[Exercise prompt]:
Present the lines below again, exactly as they stand.

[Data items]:
+===+

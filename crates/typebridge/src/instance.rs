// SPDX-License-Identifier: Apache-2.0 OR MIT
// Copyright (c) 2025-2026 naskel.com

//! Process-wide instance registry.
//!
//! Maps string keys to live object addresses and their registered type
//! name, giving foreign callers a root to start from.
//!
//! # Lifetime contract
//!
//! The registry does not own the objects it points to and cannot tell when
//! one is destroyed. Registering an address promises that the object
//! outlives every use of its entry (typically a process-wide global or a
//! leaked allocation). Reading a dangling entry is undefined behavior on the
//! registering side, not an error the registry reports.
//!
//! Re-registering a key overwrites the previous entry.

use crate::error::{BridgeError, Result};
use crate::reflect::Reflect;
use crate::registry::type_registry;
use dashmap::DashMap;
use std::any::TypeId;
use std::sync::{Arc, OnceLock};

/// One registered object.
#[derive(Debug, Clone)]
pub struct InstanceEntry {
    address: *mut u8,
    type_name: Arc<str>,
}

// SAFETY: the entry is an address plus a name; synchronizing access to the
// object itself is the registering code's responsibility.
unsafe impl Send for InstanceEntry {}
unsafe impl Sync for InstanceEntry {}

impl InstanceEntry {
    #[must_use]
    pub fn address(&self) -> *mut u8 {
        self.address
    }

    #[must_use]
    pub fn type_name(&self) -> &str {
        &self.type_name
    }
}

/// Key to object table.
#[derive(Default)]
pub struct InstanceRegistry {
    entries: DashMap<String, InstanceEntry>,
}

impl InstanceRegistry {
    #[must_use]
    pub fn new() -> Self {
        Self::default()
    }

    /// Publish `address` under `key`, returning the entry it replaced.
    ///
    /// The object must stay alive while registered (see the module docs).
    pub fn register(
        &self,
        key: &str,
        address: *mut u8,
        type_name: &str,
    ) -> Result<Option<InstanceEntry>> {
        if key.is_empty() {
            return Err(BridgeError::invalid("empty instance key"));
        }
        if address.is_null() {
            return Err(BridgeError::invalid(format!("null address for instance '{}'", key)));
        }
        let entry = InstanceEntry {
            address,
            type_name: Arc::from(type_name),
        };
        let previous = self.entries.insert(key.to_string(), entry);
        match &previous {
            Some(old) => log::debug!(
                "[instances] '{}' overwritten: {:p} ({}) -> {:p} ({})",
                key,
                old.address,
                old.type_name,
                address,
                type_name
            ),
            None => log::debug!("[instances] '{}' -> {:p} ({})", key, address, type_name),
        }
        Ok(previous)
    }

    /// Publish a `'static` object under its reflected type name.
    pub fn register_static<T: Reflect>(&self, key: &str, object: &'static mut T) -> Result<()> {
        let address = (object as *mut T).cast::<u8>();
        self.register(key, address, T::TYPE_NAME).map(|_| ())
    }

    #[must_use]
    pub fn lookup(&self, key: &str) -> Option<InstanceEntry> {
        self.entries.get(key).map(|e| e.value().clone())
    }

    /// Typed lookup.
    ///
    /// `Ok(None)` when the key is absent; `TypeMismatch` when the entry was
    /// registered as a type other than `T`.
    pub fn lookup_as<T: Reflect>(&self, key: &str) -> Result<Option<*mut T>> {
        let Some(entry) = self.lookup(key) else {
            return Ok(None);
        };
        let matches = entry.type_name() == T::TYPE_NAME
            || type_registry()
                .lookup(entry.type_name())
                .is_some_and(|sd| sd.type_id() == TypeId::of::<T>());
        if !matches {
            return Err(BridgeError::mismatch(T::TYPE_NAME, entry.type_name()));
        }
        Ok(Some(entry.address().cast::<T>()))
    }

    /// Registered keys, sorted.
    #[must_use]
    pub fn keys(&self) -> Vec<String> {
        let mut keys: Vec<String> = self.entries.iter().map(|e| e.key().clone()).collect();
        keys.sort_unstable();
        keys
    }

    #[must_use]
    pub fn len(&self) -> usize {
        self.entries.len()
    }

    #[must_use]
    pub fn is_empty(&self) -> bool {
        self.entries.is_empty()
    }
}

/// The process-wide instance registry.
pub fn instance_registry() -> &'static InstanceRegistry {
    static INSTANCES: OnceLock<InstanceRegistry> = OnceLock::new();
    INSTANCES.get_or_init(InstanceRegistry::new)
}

+===+

[Reply]:
filename crates/typebridge/src/instance.rs
// SPDX-License-Identifier: Apache-2.0 OR MIT
// Copyright (c) 2025-2026 naskel.com

//! Process-wide instance registry.
//!
//! Maps string keys to live object addresses and their registered type
//! name, giving foreign callers a root to start from.
//!
//! # Lifetime contract
//!
//! The registry does not own the objects it points to and cannot tell when
//! one is destroyed. Registering an address promises that the object
//! outlives every use of its entry (typically a process-wide global or a
//! leaked allocation). Reading a dangling entry is undefined behavior on the
//! registering side, not an error the registry reports.
//!
//! Re-registering a key overwrites the previous entry.

use crate::error::{BridgeError, Result};
use crate::reflect::Reflect;
use crate::registry::type_registry;
use dashmap::DashMap;
use std::any::TypeId;
use std::sync::{Arc, OnceLock};

/// One registered object.
#[derive(Debug, Clone)]
pub struct InstanceEntry {
    address: *mut u8,
    type_name: Arc<str>,
}

// SAFETY: the entry is an address plus a name; synchronizing access to the
// object itself is the registering code's responsibility.
unsafe impl Send for InstanceEntry {}
unsafe impl Sync for InstanceEntry {}

impl InstanceEntry {
    #[must_use]
    pub fn address(&self) -> *mut u8 {
        self.address
    }

    #[must_use]
    pub fn type_name(&self) -> &str {
        &self.type_name
    }
}

/// Key to object table.
#[derive(Default)]
pub struct InstanceRegistry {
    entries: DashMap<String, InstanceEntry>,
}

impl InstanceRegistry {
    #[must_use]
    pub fn new() -> Self {
        Self::default()
    }

    /// Publish `address` under `key`, returning the entry it replaced.
    ///
    /// The object must stay alive while registered (see the module docs).
    pub fn register(
        &self,
        key: &str,
        address: *mut u8,
        type_name: &str,
    ) -> Result<Option<InstanceEntry>> {
        if key.is_empty() {
            return Err(BridgeError::invalid("empty instance key"));
        }
        if address.is_null() {
            return Err(BridgeError::invalid(format!("null address for instance '{}'", key)));
        }
        let entry = InstanceEntry {
            address,
            type_name: Arc::from(type_name),
        };
        let previous = self.entries.insert(key.to_string(), entry);
        match &previous {
            Some(old) => log::debug!(
                "[instances] '{}' overwritten: {:p} ({}) -> {:p} ({})",
                key,
                old.address,
                old.type_name,
                address,
                type_name
            ),
            None => log::debug!("[instances] '{}' -> {:p} ({})", key, address, type_name),
        }
        Ok(previous)
    }

    /// Publish a `'static` object under its reflected type name.
    pub fn register_static<T: Reflect>(&self, key: &str, object: &'static mut T) -> Result<()> {
        let address = (object as *mut T).cast::<u8>();
        self.register(key, address, T::TYPE_NAME).map(|_| ())
    }

    #[must_use]
    pub fn lookup(&self, key: &str) -> Option<InstanceEntry> {
        self.entries.get(key).map(|e| e.value().clone())
    }

    /// Typed lookup.
    ///
    /// `Ok(None)` when the key is absent; `TypeMismatch` when the entry was
    /// registered as a type other than `T`.
    pub fn lookup_as<T: Reflect>(&self, key: &str) -> Result<Option<*mut T>> {
        let Some(entry) = self.lookup(key) else {
            return Ok(None);
        };
        let matches = entry.type_name() == T::TYPE_NAME
            || type_registry()
                .lookup(entry.type_name())
                .is_some_and(|sd| sd.type_id() == TypeId::of::<T>());
        if !matches {
            return Err(BridgeError::mismatch(T::TYPE_NAME, entry.type_name()));
        }
        Ok(Some(entry.address().cast::<T>()))
    }

    /// Registered keys, sorted.
    #[must_use]
    pub fn keys(&self) -> Vec<String> {
        let mut keys: Vec<String> = self.entries.iter().map(|e| e.key().clone()).collect();
        keys.sort_unstable();
        keys
    }

    #[must_use]
    pub fn len(&self) -> usize {
        self.entries.len()
    }

    #[must_use]
    pub fn is_empty(&self) -> bool {
        self.entries.is_empty()
    }
}

/// The process-wide instance registry.
pub fn instance_registry() -> &'static InstanceRegistry {
    static INSTANCES: OnceLock<InstanceRegistry> = OnceLock::new();
    INSTANCES.get_or_init(InstanceRegistry::new)
}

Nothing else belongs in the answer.